I progetti, per essere ritenuti ammissibili, devono avere un costo non inferiore ai 200 mila euro. Sono consentiti interventi per: spese del personale (al max 70%); costi relativi a strumentazione e attrezzature; costi per la ricerca contrattuale, le conoscenze e i brevetti (al max 40%); altri costi d’esercizio (es: materiali, forniture); spese generali. I progetti potranno essere presentati dal 20 maggio al 5 giugno attraverso lo sportello “Bandi online” di Filse.

«Vista la concomitanza di più bandi regionali, al fine di evitare eventuali sovraccarichi del sistema informatico, abbiamo ritenuto necessario spostare di due settimane l’apertura di questa importante misura – sottolinea l’assessore regionale allo Sviluppo economico Alessio Piana -. Una prima dotazione economica, da 3 milioni di euro, indirizzata all’attrazione di progetti di ricerca industriale, sviluppo sperimentale e trasferimento tecnologico. Le domande saranno presentabili dal 20 maggio, ma già da oggi, 29 aprile, le imprese potranno iniziare a compilare su Filse la domanda, accedendo alla procedura offline, per non farsi poi trovare impreparate al momento opportuno. A questa prima opportunità daremo nei prossimi mesi seguito attivando ulteriori 17 milioni di euro regionali in favore del territorio savonese, 15 dedicati agli investimenti produttivi e 2 alla creazione d’impresa”.

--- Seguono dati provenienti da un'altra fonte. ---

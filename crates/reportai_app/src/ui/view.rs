use iced::theme;
use iced::widget::{Button, Column, Container, Row, Scrollable, Text, TextInput};
use iced::{Alignment, Color, Element, Length};
use reportai_core::{FormViewModel, Msg};

const ACCENT_COLOR: Color = Color::from_rgb(0.97, 0.45, 0.09);
const ERROR_COLOR: Color = Color::from_rgb(0.8, 0.1, 0.1);

const FORM_WIDTH: f32 = 380.0;

const SUBMIT_IDLE: &str = "Get report!";
const SUBMIT_BUSY: &str = "Generating...";

/// The single form view: two inputs, the submit button (disabled and
/// relabelled while a cycle is in flight), the error line and the
/// sanitized report preview.
pub fn view(model: FormViewModel) -> Element<'static, Msg> {
    let header = Row::new()
        .push(Text::new("Report").size(28))
        .push(Text::new(".ai").size(28).style(theme::Text::Color(ACCENT_COLOR)));

    let url_input = TextInput::new("url", &model.url)
        .on_input(Msg::UrlEdited)
        .padding(10)
        .width(Length::Fixed(FORM_WIDTH));

    let category_input = TextInput::new("analyze category", &model.category)
        .on_input(Msg::CategoryEdited)
        .padding(10)
        .width(Length::Fixed(FORM_WIDTH));

    let label = if model.loading { SUBMIT_BUSY } else { SUBMIT_IDLE };
    // A button without on_press renders disabled; that is the only guard
    // against a second in-flight cycle.
    let mut submit = Button::new(Text::new(label))
        .padding(10)
        .width(Length::Fixed(FORM_WIDTH));
    if !model.loading {
        submit = submit.on_press(Msg::GetReportClicked);
    }

    let mut form = Column::new()
        .push(header)
        .push(url_input)
        .push(category_input)
        .push(submit)
        .spacing(12)
        .align_items(Alignment::Center);

    if !model.error.is_empty() {
        form = form.push(Text::new(model.error).style(theme::Text::Color(ERROR_COLOR)));
    }

    let mut page = Column::new()
        .push(form)
        .spacing(24)
        .align_items(Alignment::Center)
        .width(Length::Fill);

    if !model.report_preview.is_empty() {
        page = page.push(
            Scrollable::new(
                Container::new(Text::new(model.report_preview)).padding(16),
            )
            .height(Length::Fill),
        );
    }

    Container::new(page)
        .width(Length::Fill)
        .height(Length::Fill)
        .center_x()
        .padding(24)
        .into()
}
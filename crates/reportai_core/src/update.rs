use crate::{Effect, FormState, Msg};

/// Pure update function: applies a message to state and returns any effects.
pub fn update(mut state: FormState, msg: Msg) -> (FormState, Vec<Effect>) {
    let effects = match msg {
        Msg::UrlEdited(url) => {
            state.set_url(url);
            Vec::new()
        }
        Msg::CategoryEdited(category) => {
            state.set_category(category);
            Vec::new()
        }
        Msg::GetReportClicked => {
            // Single-flight is a UI-level guard (the button is disabled
            // while loading); a bypassed guard is not rejected here.
            state.begin_cycle();
            vec![Effect::SubmitAnalysis {
                url: state.url().to_string(),
                analysis_type: state.submitted_category(),
            }]
        }
        Msg::ReportReady { html, preview } => {
            state.store_report(html, preview);
            Vec::new()
        }
        Msg::ReportUnavailable => {
            state.settle_without_report();
            Vec::new()
        }
        Msg::RequestFailed => {
            state.fail_cycle();
            Vec::new()
        }
        Msg::Tick | Msg::NoOp => Vec::new(),
    };

    (state, effects)
}
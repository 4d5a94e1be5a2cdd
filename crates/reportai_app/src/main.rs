mod app;
mod effects;
mod ui;

use app_logging::LogDestination;
use iced::Application;

fn main() -> iced::Result {
    app_logging::initialize(LogDestination::File);
    app::ReportApp::run(iced::Settings::default())
}
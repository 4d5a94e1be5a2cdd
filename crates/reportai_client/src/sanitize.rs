use scraper::{ElementRef, Html};

const DROPPED_TAGS: &[&str] = &["script", "style", "head", "noscript", "template", "iframe"];

const BLOCK_TAGS: &[&str] = &[
    "p", "div", "section", "article", "header", "footer", "h1", "h2", "h3", "h4", "h5", "h6",
    "li", "ul", "ol", "table", "tr", "pre", "blockquote", "br", "hr",
];

/// Projects report HTML onto plain text. Dropped tags disappear entirely
/// (including their text), block elements are separated by blank lines and
/// everything else contributes only its text content, so the result
/// carries no markup the UI could ever interpret.
pub fn sanitize_report(html: &str) -> String {
    let doc = Html::parse_document(html);
    let mut raw = String::new();
    collect_text(doc.root_element(), &mut raw);
    normalize_blank_lines(&raw)
}

fn collect_text(element: ElementRef<'_>, out: &mut String) {
    let tag = element.value().name();
    if DROPPED_TAGS.contains(&tag) {
        return;
    }

    let block = BLOCK_TAGS.contains(&tag);
    if block {
        out.push('\n');
    }
    for child in element.children() {
        if let Some(child_element) = ElementRef::wrap(child) {
            collect_text(child_element, out);
        } else if let Some(text) = child.value().as_text() {
            out.push_str(text);
        }
    }
    if block {
        out.push('\n');
    }
}

fn normalize_blank_lines(raw: &str) -> String {
    let mut out = String::with_capacity(raw.len());
    let mut blank_run = 0usize;
    for line in raw.lines() {
        let line = line.trim();
        if line.is_empty() {
            blank_run += 1;
            continue;
        }
        if !out.is_empty() {
            out.push('\n');
            if blank_run > 0 {
                out.push('\n');
            }
        }
        out.push_str(line);
        blank_run = 0;
    }
    out
}

#[cfg(test)]
mod tests {
    use super::sanitize_report;

    #[test]
    fn plain_text_passes_through() {
        assert_eq!(sanitize_report("hello world"), "hello world");
    }

    #[test]
    fn script_and_style_are_dropped_entirely() {
        let html = "<html><head><style>p{color:red}</style></head>\
                    <body><p>visible</p><script>alert('x')</script></body></html>";
        assert_eq!(sanitize_report(html), "visible");
    }

    #[test]
    fn block_elements_are_separated_by_blank_lines() {
        let html = "<body><h1>Title</h1><p>first</p><p>second</p></body>";
        assert_eq!(sanitize_report(html), "Title\n\nfirst\n\nsecond");
    }

    #[test]
    fn inline_markup_keeps_text_only() {
        let html = "<p>a <strong>bold</strong> claim</p>";
        assert_eq!(sanitize_report(html), "a bold claim");
    }

    #[test]
    fn event_handlers_and_attributes_leave_no_trace() {
        let html = r#"<p onclick="evil()" data-x="1">hi</p>"#;
        assert_eq!(sanitize_report(html), "hi");
    }
}
use serde::{Deserialize, Serialize};

/// Literal success marker in the analysis response.
pub const STATUS_OK: &str = "OK";

/// JSON body of the analysis submission. An absent category is sent as an
/// explicit `null`.
#[derive(Debug, Clone, PartialEq, Eq, Serialize)]
pub struct AnalysisRequest {
    pub url: String,
    pub analysis_type: Option<String>,
}

/// JSON body returned by the analysis endpoint.
#[derive(Debug, Clone, PartialEq, Eq, Deserialize)]
pub struct AnalysisResponse {
    pub status: String,
    #[serde(default)]
    pub report_path: Option<String>,
}

impl AnalysisResponse {
    /// A report is fetchable only when `report_path` is present and
    /// non-empty.
    pub fn usable_report_path(&self) -> Option<&str> {
        self.report_path.as_deref().filter(|path| !path.is_empty())
    }
}

/// Outcome of one request cycle, delivered through the client handle.
#[derive(Debug, Clone, PartialEq, Eq)]
pub enum ClientEvent {
    /// The endpoint reported a report and it was fetched. `html` is the
    /// body verbatim; `preview` is the sanitized text projection.
    ReportReady { html: String, preview: String },
    /// The endpoint accepted the request but named no report.
    ReportUnavailable,
    /// The cycle failed at some point; the error carries the cause.
    Failed { error: ApiError },
}

#[derive(Debug, Clone, PartialEq, Eq, thiserror::Error)]
#[error("{kind}: {message}")]
pub struct ApiError {
    pub kind: FailureKind,
    pub message: String,
}

impl ApiError {
    pub(crate) fn new(kind: FailureKind, message: impl Into<String>) -> Self {
        Self {
            kind,
            message: message.into(),
        }
    }
}

/// Failure classification for the diagnostic channel. Every kind collapses
/// into the same generic user-facing message upstream.
#[derive(Debug, Clone, PartialEq, Eq, thiserror::Error)]
pub enum FailureKind {
    #[error("http status {0}")]
    HttpStatus(u16),
    #[error("timeout")]
    Timeout,
    #[error("network error")]
    Network,
    #[error("invalid payload")]
    InvalidPayload,
    #[error("unexpected status {status:?}")]
    UnexpectedStatus { status: String },
}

I comuni riconosciuti all’interno dell’area di crisi industriali complessa del savonese sono: Altare, Bardineto, Bormida, Cairo Montenotte, Calizzano, Carcare, Cengio, Cosseria, Dego, Giusvalla, Mallare, Millesimo, Murialdo, Osiglia, Pallare, Piana Crixia, Plodio, Quiliano, Roccavignale, Vado Ligure, Villanova d’Albenga.